* [WHAT TO DO]
Give the number of lines in the data below containing the word "query", with no other text.
▽
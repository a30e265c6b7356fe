//! OpenAI-compatible function-calling client
//!
//! Speaks the `chat/completions` endpoint with a forced function call.
//! When an `api_version` is configured the request targets an Azure
//! deployment: the version goes into the query string and the key travels
//! in the `api-key` header instead of a bearer token.

use crate::caller::FunctionCaller;
use crate::error::LlmError;
use crate::types::{ChatMessage, CompletionOptions, FunctionCall, FunctionDefinition};
use async_trait::async_trait;
use serde::Deserialize;
use std::time::Duration;

/// Connection settings for [`OpenAiFunctionClient`]
#[derive(Clone)]
pub struct OpenAiConfig {
    /// Base URL without trailing `/chat/completions`
    pub base_url: String,
    /// API key
    pub api_key: String,
    /// Azure style `api-version` query parameter
    pub api_version: Option<String>,
    /// Per-request timeout
    pub timeout: Duration,
}

impl OpenAiConfig {
    /// Create config for a base URL and key
    #[must_use]
    pub fn new(base_url: impl Into<String>, api_key: impl Into<String>) -> Self {
        Self {
            base_url: base_url.into(),
            api_key: api_key.into(),
            api_version: None,
            timeout: Duration::from_secs(120),
        }
    }

    /// With `api-version` query parameter
    #[must_use]
    pub fn with_api_version(mut self, version: impl Into<String>) -> Self {
        self.api_version = Some(version.into());
        self
    }

    /// With request timeout
    #[must_use]
    pub fn with_timeout(mut self, timeout: Duration) -> Self {
        self.timeout = timeout;
        self
    }

    /// Azure deployments authenticate with an `api-key` header instead of a bearer token
    #[inline]
    #[must_use]
    pub fn uses_api_key_header(&self) -> bool {
        self.api_version.is_some()
    }

    /// Full completion endpoint
    #[must_use]
    pub fn endpoint(&self) -> String {
        let base = self.base_url.trim_end_matches('/');
        match &self.api_version {
            Some(version) => format!("{base}/chat/completions?api-version={version}"),
            None => format!("{base}/chat/completions"),
        }
    }
}

impl std::fmt::Debug for OpenAiConfig {
    fn fmt(&self, f: &mut std::fmt::Formatter<'_>) -> std::fmt::Result {
        f.debug_struct("OpenAiConfig")
            .field("base_url", &self.base_url)
            .field("api_key", &"[REDACTED]")
            .field("api_version", &self.api_version)
            .field("timeout", &self.timeout)
            .finish()
    }
}

/// Function-calling client over HTTP
#[derive(Debug, Clone)]
pub struct OpenAiFunctionClient {
    client: reqwest::Client,
    config: OpenAiConfig,
}

impl OpenAiFunctionClient {
    /// Create client from config
    ///
    /// # Errors
    /// `LlmError::NotConfigured` if the key is empty or the HTTP client cannot be built
    pub fn new(config: OpenAiConfig) -> Result<Self, LlmError> {
        if config.api_key.trim().is_empty() {
            return Err(LlmError::NotConfigured("empty api key".to_string()));
        }
        let client = reqwest::Client::builder()
            .timeout(config.timeout)
            .build()
            .map_err(|e| LlmError::NotConfigured(e.to_string()))?;
        Ok(Self { client, config })
    }

    /// Create client reading the key from an environment variable
    ///
    /// # Errors
    /// `LlmError::NotConfigured` if the variable is unset
    pub fn from_env(base_url: &str, key_var: &str) -> Result<Self, LlmError> {
        let api_key = std::env::var(key_var)
            .map_err(|_| LlmError::NotConfigured(format!("{key_var} environment variable not set")))?;
        Self::new(OpenAiConfig::new(base_url, api_key))
    }

    /// Get config
    #[inline]
    #[must_use]
    pub fn config(&self) -> &OpenAiConfig {
        &self.config
    }
}

#[async_trait]
impl FunctionCaller for OpenAiFunctionClient {
    async fn call_function(
        &self,
        messages: &[ChatMessage],
        function: &FunctionDefinition,
        options: &CompletionOptions,
    ) -> Result<FunctionCall, LlmError> {
        let body = build_request_body(messages, function, options);
        let mut request = self.client.post(self.config.endpoint()).json(&body);
        request = if self.config.uses_api_key_header() {
            request.header("api-key", &self.config.api_key)
        } else {
            request.bearer_auth(&self.config.api_key)
        };

        let response = request
            .send()
            .await
            .map_err(|e| LlmError::transport(format!("HTTP request failed: {e}")))?;

        let status = response.status();
        let text = response
            .text()
            .await
            .map_err(|e| LlmError::transport(format!("reading body failed: {e}")))?;

        if !status.is_success() {
            return Err(LlmError::Request {
                status: status.as_u16(),
                message: error_message(&text),
            });
        }

        tracing::debug!(
            "function call raw response: {}",
            text.chars().take(1000).collect::<String>()
        );
        parse_function_call(&text, &function.name)
    }
}

/// Build the `chat/completions` body forcing a call to `function`
#[must_use]
pub fn build_request_body(
    messages: &[ChatMessage],
    function: &FunctionDefinition,
    options: &CompletionOptions,
) -> serde_json::Value {
    serde_json::json!({
        "model": &options.model,
        "messages": messages,
        "temperature": options.temperature,
        "functions": [{
            "name": &function.name,
            "description": &function.description,
            "parameters": &function.parameters,
        }],
        "function_call": { "name": &function.name },
    })
}

#[derive(Deserialize)]
struct RawFunctionCall {
    name: String,
    // providers return arguments as a JSON string
    arguments: String,
}

#[derive(Deserialize)]
struct RawToolCall {
    function: RawFunctionCall,
}

#[derive(Deserialize)]
struct RawMessage {
    #[serde(default)]
    function_call: Option<RawFunctionCall>,
    #[serde(default)]
    tool_calls: Vec<RawToolCall>,
}

#[derive(Deserialize)]
struct RawChoice {
    message: RawMessage,
}

#[derive(Deserialize)]
struct RawResponse {
    choices: Vec<RawChoice>,
}

#[derive(Deserialize)]
struct RawError {
    error: RawErrorBody,
}

#[derive(Deserialize)]
struct RawErrorBody {
    message: String,
}

/// Extract the function call from a completion response body
///
/// Accepts both the legacy `function_call` field and the `tool_calls` array.
///
/// # Errors
/// - `LlmError::InvalidResponse` if the body is not a completion response
/// - `LlmError::NoFunctionCall` if no choice carries a call to `expected`
pub fn parse_function_call(body: &str, expected: &str) -> Result<FunctionCall, LlmError> {
    let response: RawResponse = serde_json::from_str(body)
        .map_err(|e| LlmError::InvalidResponse(format!("failed to parse completion: {e}")))?;

    let message = response
        .choices
        .into_iter()
        .next()
        .map(|c| c.message)
        .ok_or_else(|| LlmError::InvalidResponse("no choices".to_string()))?;

    let call = message
        .function_call
        .or_else(|| message.tool_calls.into_iter().next().map(|t| t.function))
        .ok_or_else(|| LlmError::NoFunctionCall(expected.to_string()))?;
    if call.name != expected {
        tracing::debug!("model called {} instead of {}", call.name, expected);
        return Err(LlmError::NoFunctionCall(expected.to_string()));
    }

    tracing::debug!("function call arguments: {}", call.arguments);

    Ok(FunctionCall {
        name: call.name,
        arguments: call.arguments,
    })
}

fn error_message(body: &str) -> String {
    serde_json::from_str::<RawError>(body)
        .map(|e| e.error.message)
        .unwrap_or_else(|_| body.to_string())
}
//! Hierarchy resolution
//!
//! Turns a partially specified (space, scene set, scene) triple into a fully
//! specified one with the fewest lookups and creations. The presence of the
//! three ids forms a 3-bit key selecting one of eight strategies:
//!
//! | key | space | set | scene | strategy |
//! |-----|-------|-----|-------|----------|
//! | 000 | -     | -   | -     | create space, set, scene |
//! | 001 | -     | -   | x     | get scene: space + set |
//! | 010 | -     | x   | -     | get set: space; create scene |
//! | 011 | -     | x   | x     | get scene: space |
//! | 100 | x     | -   | -     | create set, scene |
//! | 101 | x     | -   | x     | get scene: set |
//! | 110 | x     | x   | -     | create scene |
//! | 111 | x     | x   | x     | nothing |

use crate::config::NamingSettings;
use crate::context::ApplyContext;
use crate::error::{PlatformError, SceneGenError};
use crate::platform::{CreateScene, CreateSceneSet, CreateSpace, SceneInfo, SceneSetInfo, SceneStore};
use crate::types::{Requirement, ResolvedHierarchy, SceneStepRequest, TargetHierarchy};
use std::fmt;
use std::sync::Arc;

/// One of the eight resolution policies
#[derive(Debug, Clone, Copy, PartialEq, Eq, Hash)]
pub enum ResolutionStrategy {
    /// Nothing known: create space, scene set and scene
    CreateAll,
    /// Only scene known: inherit space and set from the scene
    InheritFromScene,
    /// Only set known: inherit space from the set, create scene
    CreateSceneInSet,
    /// Set and scene known: inherit space from the scene
    SpaceFromScene,
    /// Only space known: create scene set and scene
    CreateSetAndScene,
    /// Space and scene known: inherit set from the scene
    SetFromScene,
    /// Space and set known: create scene
    CreateScene,
    /// Everything known
    FullySpecified,
}

/// External call a strategy performs
#[derive(Debug, Clone, Copy, PartialEq, Eq, Hash)]
pub enum PlannedCall {
    /// `create_space`
    CreateSpace,
    /// `create_scene_set`
    CreateSceneSet,
    /// `create_scene`
    CreateScene,
    /// `get_scene`
    GetScene,
    /// `get_scene_set`
    GetSceneSet,
}

impl fmt::Display for PlannedCall {
    fn fmt(&self, f: &mut fmt::Formatter<'_>) -> fmt::Result {
        let name = match self {
            Self::CreateSpace => "create space",
            Self::CreateSceneSet => "create scene set",
            Self::CreateScene => "create scene",
            Self::GetScene => "get scene",
            Self::GetSceneSet => "get scene set",
        };
        f.write_str(name)
    }
}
△
* [OUTPUT BELOW]
3